■ WHAT YOU SHOULD DO ■
In the entries below, count the lines that contain the word "IntoResponse" and give only that number.

■ Saved entries ■
━━━

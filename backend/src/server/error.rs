//! JSON error responses for the HTTP surface.

use axum::Json;
use axum::http::StatusCode;
use axum::response::{IntoResponse, Response};
use thiserror::Error;

#[derive(Debug, Error)]
pub enum ApiError {
    #[error("{0}")]
    BadRequest(String),

    #[error("{0}")]
    NotFound(String),

    #[error("search failed")]
    Internal(anyhow::Error),
}

impl From<anyhow::Error> for ApiError {
    fn from(e: anyhow::Error) -> Self {
        Self::Internal(e)
    }
}

impl IntoResponse for ApiError {
    fn into_response(self) -> Response {
        let (status, error_type) = match &self {
            Self::BadRequest(_) => (StatusCode::BAD_REQUEST, "bad_request"),
            Self::NotFound(_) => (StatusCode::NOT_FOUND, "not_found"),
            Self::Internal(e) => {
                tracing::error!(error = ?e, "request failed");
                (StatusCode::INTERNAL_SERVER_ERROR, "internal_error")
            }
        };
        (
            status,
            Json(serde_json::json!({
                "error": error_type,
                "message": self.to_string(),
            })),
        )
            .into_response()
    }
}

#[cfg(test)]
mod tests {
    use super::*;

    #[test]
    fn test_status_codes() {
        assert_eq!(ApiError::BadRequest("x".into()).into_response().status(), StatusCode::BAD_REQUEST);
        assert_eq!(ApiError::NotFound("x".into()).into_response().status(), StatusCode::NOT_FOUND);
        let internal = ApiError::from(anyhow::anyhow!("index down"));
        assert_eq!(internal.to_string(), "search failed");
        assert_eq!(internal.into_response().status(), StatusCode::INTERNAL_SERVER_ERROR);
    }
}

━━━

■ WORKED SOLUTION ■
2